Buck explained that athletes sometimes have to sacrifice other interests and activities not only because of time, but also because of the threats they may pose. “I haven’t really been able to go snowboarding in the last four, or really eight, years because of winter sports,” Buck said. “I’ve been snowboarding since I was nine, and my sister lives in Big Sky, Mont., which has great riding – one of the hardest things for me has been not having time to go out and visit. The few times I’ve been able to go out west, I’ve always had to be really cautious not to put myself in situations in which I could hurt myself – it’d be pretty irresponsible of me to chuck myself off a cliff when my teammates are expecting me to show up for practice the next week.”

Social life qualifies as another area that may not receive all due attention in the name of competing in collegiate sports throughout the entire year – and that’s the same regardless of whether you are an upperclassman with an established social group or a first-year trying to soak up all that entry life offers. “I missed a ton of entry events early on,” Tubbs said. “I really didn’t start meeting people outside of my teams until mid-October. Fortunately, my entry was great about it and made the transition very easy.”

On the flip side is the fact that often times belonging to a team can facilitate and cement a college social scene. “Coming in as a freshman, I already had about 20 best friends before school had even started, and playing on two teams year-round means there’s always someone who knows what’s going on in your life; there’s always someone to talk to who understands,” Danhakl said.

“You spend so much time with [your teammates] that they become almost like a second family,” Tubbs said.

In addition to solidifying enviable time-management skills, these athletes have also become capable of moving seamlessly from their fall sport to their winter sport to their spring sport and incorporating the varying training each requires. “Although soccer and track are both running-intensive sports, my training definitely differs from season to season,” Danhakl said. “During soccer, we focus more on team tactics and working together as a unit rather than increasing our mileage. With track, we definitely increase our mileage and focus less on team tactics and more on individual racing strategies.”

Similarly, Tubbs finds that training for golf and ice hockey requires two very different approaches. “Hockey requires full body strength, endurance, strong skating abilities – golf is a lot more focused on the mental aspects,” Tubbs said. “There isn’t really much of a crossover; they both require such different skills.”

Buck, however, finds that track and football go hand in hand for him. “I started running back in eighth grade because I wanted to get faster for football,” he said. “In all honesty, I believe that every ‘super skill’ player (wide receiver, defensive back, running back) should run track in the off-season. It will only make them better.”

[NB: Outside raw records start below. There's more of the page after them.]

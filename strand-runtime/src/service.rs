//! Services and their execution context
//!
//! A service is an isolated unit owning reducers, subscriptions, and
//! background work. Its `init` runs on the service's own thread, must
//! return promptly after registering what it needs, and models ongoing
//! work as scheduled tasks rather than blocking loops. Everything a
//! service does crosses into the core through its [`ServiceContext`]:
//! cross-service communication is dispatching an action or reacting to a
//! subscription, never a bare call into another service.

use std::collections::VecDeque;
use std::fmt;
use std::future::Future;
use std::sync::Arc;

use parking_lot::Mutex;
use serde::de::DeserializeOwned;
use serde::{Deserialize, Serialize};

use futures::FutureExt;
use std::panic::AssertUnwindSafe;

use strand_core::error::panic_message;
use strand_core::{
    Action, Commit, DispatchError, Event, HandlerHandle, RegistryError, SliceReducer, StateTree,
    Store, StoreError, SubscribeOptions, SubscriptionHandle,
};
use strand_types::{EventKind, ServiceId, SliceName, TaskId, Version};

use crate::cancel::CancelToken;
use crate::cleanup::CleanupRegistry;
use crate::error::{ServiceError, TaskFault};
use crate::scheduler::{Job, SchedulerHandle, TaskRegistry, TaskStatus};

/// Lifecycle of a service context
///
/// `Unregistered → Initializing → Running → Stopping → Stopped`; no
/// transition skips a state and `Stopped` is terminal.
#[derive(Debug, Clone, Copy, PartialEq, Eq, Serialize, Deserialize)]
pub enum ServiceState {
    Unregistered,
    Initializing,
    Running,
    Stopping,
    Stopped,
}

impl fmt::Display for ServiceState {
    fn fmt(&self, f: &mut fmt::Formatter<'_>) -> fmt::Result {
        let name = match self {
            ServiceState::Unregistered => "unregistered",
            ServiceState::Initializing => "initializing",
            ServiceState::Running => "running",
            ServiceState::Stopping => "stopping",
            ServiceState::Stopped => "stopped",
        };
        write!(f, "{name}")
    }
}

/// Identity and teardown ordering of a service
#[derive(Debug, Clone, PartialEq, Eq)]
pub struct ServiceDescriptor {
    id: ServiceId,
    priority: i32,
}

impl ServiceDescriptor {
    /// Descriptor with the default priority (0)
    pub fn new(id: impl Into<String>) -> Self {
        Self {
            id: ServiceId::new(id),
            priority: 0,
        }
    }

    /// Lower-priority services are stopped first on runtime shutdown
    pub fn with_priority(mut self, priority: i32) -> Self {
        self.priority = priority;
        self
    }

    pub fn id(&self) -> &ServiceId {
        &self.id
    }

    pub fn priority(&self) -> i32 {
        self.priority
    }
}

/// A unit of behavior hosted by the service runtime
pub trait Service: Send + 'static {
    /// Register reducers and subscriptions, schedule background work, and
    /// return promptly. Runs on the service's own thread.
    fn init(&mut self, ctx: &mut ServiceContext) -> Result<(), ServiceError>;
}

/// A service's window into the runtime
///
/// The context is the only API service code has for talking to the store
/// and for spawning work; there is no alternate scheduler to reach for.
pub struct ServiceContext {
    id: ServiceId,
    store: Arc<Store>,
    scheduler: SchedulerHandle,
    cancel: CancelToken,
    cleanup: Arc<Mutex<CleanupRegistry>>,
    tasks: Arc<TaskRegistry>,
    faults: Arc<Mutex<VecDeque<TaskFault>>>,
    fault_capacity: usize,
}

impl ServiceContext {
    #[allow(clippy::too_many_arguments)]
    pub(crate) fn new(
        id: ServiceId,
        store: Arc<Store>,
        scheduler: SchedulerHandle,
        cancel: CancelToken,
        cleanup: Arc<Mutex<CleanupRegistry>>,
        tasks: Arc<TaskRegistry>,
        faults: Arc<Mutex<VecDeque<TaskFault>>>,
        fault_capacity: usize,
    ) -> Self {
        Self {
            id,
            store,
            scheduler,
            cancel,
            cleanup,
            tasks,
            faults,
            fault_capacity,
        }
    }

    pub fn id(&self) -> &ServiceId {
        &self.id
    }

    /// The currently published tree
    pub fn state(&self) -> Arc<StateTree> {
        self.store.state()
    }

    /// Version of the currently published tree
    pub fn version(&self) -> Version {
        self.store.version()
    }

    /// Dispatch an action through the store's serialization point
    pub fn dispatch(&self, action: Action) -> Result<Commit, DispatchError> {
        self.store.dispatch(action)
    }

    /// Register a reducer for a slice this service owns
    pub fn register_reducer<R: SliceReducer>(
        &self,
        slice: impl Into<SliceName>,
        reducer: R,
    ) -> Result<(), RegistryError> {
        self.store.register_reducer(slice, reducer)
    }

    /// Register a reducer whose state participates in snapshots and
    /// selector paths
    pub fn register_persistent<R>(
        &self,
        slice: impl Into<SliceName>,
        reducer: R,
    ) -> Result<(), StoreError>
    where
        R: SliceReducer,
        R::State: Serialize + DeserializeOwned,
    {
        self.store.register_persistent(slice, reducer)
    }

    /// Subscribe an autorun owned by this service
    ///
    /// The callback runs on this service's scheduler and is released
    /// automatically when the service stops.
    pub fn subscribe<T, S, C>(
        &self,
        selector: S,
        callback: C,
        options: SubscribeOptions<T>,
    ) -> SubscriptionHandle
    where
        T: Clone + PartialEq + Send + 'static,
        S: Fn(&StateTree) -> Option<T> + Send + 'static,
        C: Fn(&T) + Send + Sync + 'static,
    {
        let handle = self.store.subscribe_owned(
            self.id.clone(),
            Arc::new(self.scheduler.clone()),
            selector,
            callback,
            options,
        );
        self.cleanup.lock().track_subscription(handle.clone());
        handle
    }

    /// Register an event handler owned by this service
    pub fn on<F>(&self, kind: impl Into<EventKind>, handler: F) -> HandlerHandle
    where
        F: Fn(&Event) + Send + Sync + 'static,
    {
        let handle = self.store.on_owned(
            kind,
            self.id.clone(),
            Arc::new(self.scheduler.clone()),
            handler,
        );
        self.cleanup.lock().track_handler(handle.clone());
        handle
    }

    /// Schedule a background task on this service's scheduler
    ///
    /// The task receives a child of the service's cancel token and must
    /// check it between sub-steps. A panic inside the task is contained:
    /// it marks the task faulted and lands in the service's fault log.
    pub fn spawn<F, Fut>(&self, name: impl Into<String>, f: F) -> TaskId
    where
        F: FnOnce(CancelToken) -> Fut + Send + 'static,
        Fut: Future<Output = ()> + Send + 'static,
    {
        let id = TaskId::next();
        let name = name.into();
        let token = self.cancel.child();

        self.tasks.insert(id, name.clone());
        self.cleanup.lock().track_task(id);

        let tasks = Arc::clone(&self.tasks);
        let faults = Arc::clone(&self.faults);
        let fault_capacity = self.fault_capacity;
        let service = self.id.clone();
        let status_token = token.clone();

        let wrapped = async move {
            let result = AssertUnwindSafe(async move { f(token).await })
                .catch_unwind()
                .await;
            match result {
                Ok(()) => {
                    let status = if status_token.is_cancelled() {
                        TaskStatus::Cancelled
                    } else {
                        TaskStatus::Completed
                    };
                    tasks.set_status(id, status);
                }
                Err(payload) => {
                    tasks.set_status(id, TaskStatus::Faulted);
                    let fault = TaskFault {
                        service,
                        task: id,
                        name,
                        message: panic_message(payload),
                    };
                    tracing::error!(task = %id, "{fault}");
                    let mut faults = faults.lock();
                    if faults.len() == fault_capacity {
                        faults.pop_front();
                    }
                    faults.push_back(fault);
                }
            }
        };

        if !self.scheduler.submit(Job::Task {
            id,
            future: Box::pin(wrapped),
        }) {
            // Scheduler already closed; the task never ran
            self.tasks.set_status(id, TaskStatus::Cancelled);
        }
        id
    }

    /// This service's cancel token; cancelled when the service stops
    pub fn cancel_token(&self) -> &CancelToken {
        &self.cancel
    }

    /// Cloneable dispatch-and-read handle for scheduled tasks
    ///
    /// Tasks outlive the borrow of the context, so they capture one of
    /// these instead. It deliberately exposes only the cross-context
    /// verbs: dispatch and reads of the published tree.
    pub fn dispatcher(&self) -> Dispatcher {
        Dispatcher {
            store: Arc::clone(&self.store),
        }
    }
}

/// Dispatch-and-read handle handed to scheduled tasks
#[derive(Clone)]
pub struct Dispatcher {
    store: Arc<Store>,
}

impl Dispatcher {
    pub fn dispatch(&self, action: Action) -> Result<Commit, DispatchError> {
        self.store.dispatch(action)
    }

    pub fn state(&self) -> Arc<StateTree> {
        self.store.state()
    }

    pub fn version(&self) -> Version {
        self.store.version()
    }
}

In anyone’s life, college certainly provides opportunities to become as well-rounded as possible. Seizing these opportunities and making the most of every day comprises an ability that tri-season athletes know as well as anyone. Balancing non-athletic commitments and interests with three seasons of sports is challenging and at times downright exhausting, but arguably allows them to live their collegiate lives to the fullest.